------ GIVEN ENTRIES ------

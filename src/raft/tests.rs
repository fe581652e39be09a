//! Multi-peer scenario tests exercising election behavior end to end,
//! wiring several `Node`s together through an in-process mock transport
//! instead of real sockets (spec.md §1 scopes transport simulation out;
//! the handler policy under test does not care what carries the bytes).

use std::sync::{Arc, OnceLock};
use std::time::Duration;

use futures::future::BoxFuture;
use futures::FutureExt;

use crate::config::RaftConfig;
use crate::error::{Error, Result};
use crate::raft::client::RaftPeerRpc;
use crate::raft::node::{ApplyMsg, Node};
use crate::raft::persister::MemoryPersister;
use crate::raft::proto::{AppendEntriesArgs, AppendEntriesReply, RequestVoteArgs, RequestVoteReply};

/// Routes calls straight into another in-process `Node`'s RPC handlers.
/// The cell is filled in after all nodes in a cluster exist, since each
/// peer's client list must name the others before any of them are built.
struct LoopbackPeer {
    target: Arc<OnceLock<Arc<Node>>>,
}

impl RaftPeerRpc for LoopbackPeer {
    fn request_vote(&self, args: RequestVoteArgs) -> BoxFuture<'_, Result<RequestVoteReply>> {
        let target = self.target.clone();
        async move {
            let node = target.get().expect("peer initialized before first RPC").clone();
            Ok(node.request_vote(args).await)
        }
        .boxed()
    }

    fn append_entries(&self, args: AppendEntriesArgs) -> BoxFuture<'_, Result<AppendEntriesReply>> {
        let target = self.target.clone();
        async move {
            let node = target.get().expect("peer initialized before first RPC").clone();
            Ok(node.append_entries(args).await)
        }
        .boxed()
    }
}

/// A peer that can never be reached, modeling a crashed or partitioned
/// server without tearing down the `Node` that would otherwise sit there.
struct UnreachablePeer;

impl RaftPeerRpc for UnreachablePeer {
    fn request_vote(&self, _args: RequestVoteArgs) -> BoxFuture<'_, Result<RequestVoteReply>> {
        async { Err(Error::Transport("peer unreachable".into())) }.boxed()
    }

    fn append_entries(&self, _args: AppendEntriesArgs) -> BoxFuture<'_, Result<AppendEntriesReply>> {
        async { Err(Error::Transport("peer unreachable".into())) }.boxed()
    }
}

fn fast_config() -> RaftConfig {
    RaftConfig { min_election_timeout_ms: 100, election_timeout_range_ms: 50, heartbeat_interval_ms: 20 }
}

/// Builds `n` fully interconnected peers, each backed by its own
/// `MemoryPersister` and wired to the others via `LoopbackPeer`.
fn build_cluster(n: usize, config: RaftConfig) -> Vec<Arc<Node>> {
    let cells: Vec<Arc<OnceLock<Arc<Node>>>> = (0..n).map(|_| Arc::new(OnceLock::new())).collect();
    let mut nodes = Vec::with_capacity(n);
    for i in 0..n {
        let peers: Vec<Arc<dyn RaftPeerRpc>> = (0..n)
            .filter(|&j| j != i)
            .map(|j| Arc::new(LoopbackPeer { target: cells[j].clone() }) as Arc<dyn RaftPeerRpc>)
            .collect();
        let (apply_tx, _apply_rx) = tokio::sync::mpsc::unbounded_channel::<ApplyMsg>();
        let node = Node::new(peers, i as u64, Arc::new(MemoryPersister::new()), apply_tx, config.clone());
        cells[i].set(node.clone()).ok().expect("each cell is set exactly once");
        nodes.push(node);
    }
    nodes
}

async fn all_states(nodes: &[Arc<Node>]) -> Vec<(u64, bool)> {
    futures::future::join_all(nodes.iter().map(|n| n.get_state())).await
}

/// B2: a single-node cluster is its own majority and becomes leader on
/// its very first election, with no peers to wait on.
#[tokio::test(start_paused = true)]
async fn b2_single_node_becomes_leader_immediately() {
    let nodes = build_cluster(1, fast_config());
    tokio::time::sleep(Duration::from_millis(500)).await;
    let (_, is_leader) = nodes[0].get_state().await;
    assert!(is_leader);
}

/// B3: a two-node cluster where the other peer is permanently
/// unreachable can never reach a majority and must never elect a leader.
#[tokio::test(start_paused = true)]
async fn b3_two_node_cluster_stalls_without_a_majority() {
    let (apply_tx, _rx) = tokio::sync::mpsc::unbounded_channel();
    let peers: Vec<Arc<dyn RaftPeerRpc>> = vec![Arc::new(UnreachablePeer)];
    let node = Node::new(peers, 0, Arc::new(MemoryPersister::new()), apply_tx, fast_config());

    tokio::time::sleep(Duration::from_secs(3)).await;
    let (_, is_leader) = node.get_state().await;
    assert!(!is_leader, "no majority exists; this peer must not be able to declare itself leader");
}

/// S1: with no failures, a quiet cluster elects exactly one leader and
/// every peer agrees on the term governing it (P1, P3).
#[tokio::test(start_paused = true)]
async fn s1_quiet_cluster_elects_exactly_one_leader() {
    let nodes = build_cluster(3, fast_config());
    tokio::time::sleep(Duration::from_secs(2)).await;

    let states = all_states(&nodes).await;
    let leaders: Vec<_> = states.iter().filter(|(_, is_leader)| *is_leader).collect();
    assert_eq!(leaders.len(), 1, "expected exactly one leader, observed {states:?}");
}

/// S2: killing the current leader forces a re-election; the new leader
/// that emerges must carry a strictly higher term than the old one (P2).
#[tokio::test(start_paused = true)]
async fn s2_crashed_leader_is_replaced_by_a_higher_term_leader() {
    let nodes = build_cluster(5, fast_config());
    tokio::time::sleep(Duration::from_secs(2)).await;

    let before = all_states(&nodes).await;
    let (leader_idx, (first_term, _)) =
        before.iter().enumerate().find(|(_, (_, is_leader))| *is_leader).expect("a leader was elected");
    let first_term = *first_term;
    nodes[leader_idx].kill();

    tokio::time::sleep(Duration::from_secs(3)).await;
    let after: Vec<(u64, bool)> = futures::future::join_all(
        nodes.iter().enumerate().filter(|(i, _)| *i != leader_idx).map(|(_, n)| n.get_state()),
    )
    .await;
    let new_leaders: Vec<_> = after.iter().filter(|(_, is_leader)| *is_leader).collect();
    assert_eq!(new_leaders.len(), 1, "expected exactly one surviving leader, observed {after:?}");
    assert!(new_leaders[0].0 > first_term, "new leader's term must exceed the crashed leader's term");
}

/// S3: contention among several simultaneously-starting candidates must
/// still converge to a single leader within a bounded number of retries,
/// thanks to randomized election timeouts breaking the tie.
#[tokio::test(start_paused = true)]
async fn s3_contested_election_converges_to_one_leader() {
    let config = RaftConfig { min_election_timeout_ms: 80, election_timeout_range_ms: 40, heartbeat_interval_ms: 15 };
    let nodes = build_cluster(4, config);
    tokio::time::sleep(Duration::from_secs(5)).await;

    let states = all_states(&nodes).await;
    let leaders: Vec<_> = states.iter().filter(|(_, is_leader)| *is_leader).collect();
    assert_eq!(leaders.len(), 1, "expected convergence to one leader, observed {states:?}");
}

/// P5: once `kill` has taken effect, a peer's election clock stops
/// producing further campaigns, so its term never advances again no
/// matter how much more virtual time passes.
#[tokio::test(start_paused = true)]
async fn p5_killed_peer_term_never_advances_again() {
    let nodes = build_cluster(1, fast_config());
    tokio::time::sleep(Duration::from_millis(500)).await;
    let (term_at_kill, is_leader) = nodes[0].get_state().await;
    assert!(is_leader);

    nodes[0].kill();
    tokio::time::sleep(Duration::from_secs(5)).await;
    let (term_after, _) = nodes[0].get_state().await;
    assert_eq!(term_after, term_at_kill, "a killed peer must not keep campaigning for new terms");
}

------

REQUIRED WORK
Repeat all of the records above exactly as written.

EXERCISE OUTPUT
filename src/raft/tests.rs
repository fe581652e39be09a
//! Multi-peer scenario tests exercising election behavior end to end,
//! wiring several `Node`s together through an in-process mock transport
//! instead of real sockets (spec.md §1 scopes transport simulation out;
//! the handler policy under test does not care what carries the bytes).

use std::sync::{Arc, OnceLock};
use std::time::Duration;

use futures::future::BoxFuture;
use futures::FutureExt;

use crate::config::RaftConfig;
use crate::error::{Error, Result};
use crate::raft::client::RaftPeerRpc;
use crate::raft::node::{ApplyMsg, Node};
use crate::raft::persister::MemoryPersister;
use crate::raft::proto::{AppendEntriesArgs, AppendEntriesReply, RequestVoteArgs, RequestVoteReply};

/// Routes calls straight into another in-process `Node`'s RPC handlers.
/// The cell is filled in after all nodes in a cluster exist, since each
/// peer's client list must name the others before any of them are built.
struct LoopbackPeer {
    target: Arc<OnceLock<Arc<Node>>>,
}

impl RaftPeerRpc for LoopbackPeer {
    fn request_vote(&self, args: RequestVoteArgs) -> BoxFuture<'_, Result<RequestVoteReply>> {
        let target = self.target.clone();
        async move {
            let node = target.get().expect("peer initialized before first RPC").clone();
            Ok(node.request_vote(args).await)
        }
        .boxed()
    }

    fn append_entries(&self, args: AppendEntriesArgs) -> BoxFuture<'_, Result<AppendEntriesReply>> {
        let target = self.target.clone();
        async move {
            let node = target.get().expect("peer initialized before first RPC").clone();
            Ok(node.append_entries(args).await)
        }
        .boxed()
    }
}

/// A peer that can never be reached, modeling a crashed or partitioned
/// server without tearing down the `Node` that would otherwise sit there.
struct UnreachablePeer;

impl RaftPeerRpc for UnreachablePeer {
    fn request_vote(&self, _args: RequestVoteArgs) -> BoxFuture<'_, Result<RequestVoteReply>> {
        async { Err(Error::Transport("peer unreachable".into())) }.boxed()
    }

    fn append_entries(&self, _args: AppendEntriesArgs) -> BoxFuture<'_, Result<AppendEntriesReply>> {
        async { Err(Error::Transport("peer unreachable".into())) }.boxed()
    }
}

fn fast_config() -> RaftConfig {
    RaftConfig { min_election_timeout_ms: 100, election_timeout_range_ms: 50, heartbeat_interval_ms: 20 }
}

/// Builds `n` fully interconnected peers, each backed by its own
/// `MemoryPersister` and wired to the others via `LoopbackPeer`.
fn build_cluster(n: usize, config: RaftConfig) -> Vec<Arc<Node>> {
    let cells: Vec<Arc<OnceLock<Arc<Node>>>> = (0..n).map(|_| Arc::new(OnceLock::new())).collect();
    let mut nodes = Vec::with_capacity(n);
    for i in 0..n {
        let peers: Vec<Arc<dyn RaftPeerRpc>> = (0..n)
            .filter(|&j| j != i)
            .map(|j| Arc::new(LoopbackPeer { target: cells[j].clone() }) as Arc<dyn RaftPeerRpc>)
            .collect();
        let (apply_tx, _apply_rx) = tokio::sync::mpsc::unbounded_channel::<ApplyMsg>();
        let node = Node::new(peers, i as u64, Arc::new(MemoryPersister::new()), apply_tx, config.clone());
        cells[i].set(node.clone()).ok().expect("each cell is set exactly once");
        nodes.push(node);
    }
    nodes
}

async fn all_states(nodes: &[Arc<Node>]) -> Vec<(u64, bool)> {
    futures::future::join_all(nodes.iter().map(|n| n.get_state())).await
}

/// B2: a single-node cluster is its own majority and becomes leader on
/// its very first election, with no peers to wait on.
#[tokio::test(start_paused = true)]
async fn b2_single_node_becomes_leader_immediately() {
    let nodes = build_cluster(1, fast_config());
    tokio::time::sleep(Duration::from_millis(500)).await;
    let (_, is_leader) = nodes[0].get_state().await;
    assert!(is_leader);
}

/// B3: a two-node cluster where the other peer is permanently
/// unreachable can never reach a majority and must never elect a leader.
#[tokio::test(start_paused = true)]
async fn b3_two_node_cluster_stalls_without_a_majority() {
    let (apply_tx, _rx) = tokio::sync::mpsc::unbounded_channel();
    let peers: Vec<Arc<dyn RaftPeerRpc>> = vec![Arc::new(UnreachablePeer)];
    let node = Node::new(peers, 0, Arc::new(MemoryPersister::new()), apply_tx, fast_config());

    tokio::time::sleep(Duration::from_secs(3)).await;
    let (_, is_leader) = node.get_state().await;
    assert!(!is_leader, "no majority exists; this peer must not be able to declare itself leader");
}

/// S1: with no failures, a quiet cluster elects exactly one leader and
/// every peer agrees on the term governing it (P1, P3).
#[tokio::test(start_paused = true)]
async fn s1_quiet_cluster_elects_exactly_one_leader() {
    let nodes = build_cluster(3, fast_config());
    tokio::time::sleep(Duration::from_secs(2)).await;

    let states = all_states(&nodes).await;
    let leaders: Vec<_> = states.iter().filter(|(_, is_leader)| *is_leader).collect();
    assert_eq!(leaders.len(), 1, "expected exactly one leader, observed {states:?}");
}

/// S2: killing the current leader forces a re-election; the new leader
/// that emerges must carry a strictly higher term than the old one (P2).
#[tokio::test(start_paused = true)]
async fn s2_crashed_leader_is_replaced_by_a_higher_term_leader() {
    let nodes = build_cluster(5, fast_config());
    tokio::time::sleep(Duration::from_secs(2)).await;

    let before = all_states(&nodes).await;
    let (leader_idx, (first_term, _)) =
        before.iter().enumerate().find(|(_, (_, is_leader))| *is_leader).expect("a leader was elected");
    let first_term = *first_term;
    nodes[leader_idx].kill();

    tokio::time::sleep(Duration::from_secs(3)).await;
    let after: Vec<(u64, bool)> = futures::future::join_all(
        nodes.iter().enumerate().filter(|(i, _)| *i != leader_idx).map(|(_, n)| n.get_state()),
    )
    .await;
    let new_leaders: Vec<_> = after.iter().filter(|(_, is_leader)| *is_leader).collect();
    assert_eq!(new_leaders.len(), 1, "expected exactly one surviving leader, observed {after:?}");
    assert!(new_leaders[0].0 > first_term, "new leader's term must exceed the crashed leader's term");
}

/// S3: contention among several simultaneously-starting candidates must
/// still converge to a single leader within a bounded number of retries,
/// thanks to randomized election timeouts breaking the tie.
#[tokio::test(start_paused = true)]
async fn s3_contested_election_converges_to_one_leader() {
    let config = RaftConfig { min_election_timeout_ms: 80, election_timeout_range_ms: 40, heartbeat_interval_ms: 15 };
    let nodes = build_cluster(4, config);
    tokio::time::sleep(Duration::from_secs(5)).await;

    let states = all_states(&nodes).await;
    let leaders: Vec<_> = states.iter().filter(|(_, is_leader)| *is_leader).collect();
    assert_eq!(leaders.len(), 1, "expected convergence to one leader, observed {states:?}");
}

/// P5: once `kill` has taken effect, a peer's election clock stops
/// producing further campaigns, so its term never advances again no
/// matter how much more virtual time passes.
#[tokio::test(start_paused = true)]
async fn p5_killed_peer_term_never_advances_again() {
    let nodes = build_cluster(1, fast_config());
    tokio::time::sleep(Duration::from_millis(500)).await;
    let (term_at_kill, is_leader) = nodes[0].get_state().await;
    assert!(is_leader);

    nodes[0].kill();
    tokio::time::sleep(Duration::from_secs(5)).await;
    let (term_after, _) = nodes[0].get_state().await;
    assert_eq!(term_after, term_at_kill, "a killed peer must not keep campaigning for new terms");
}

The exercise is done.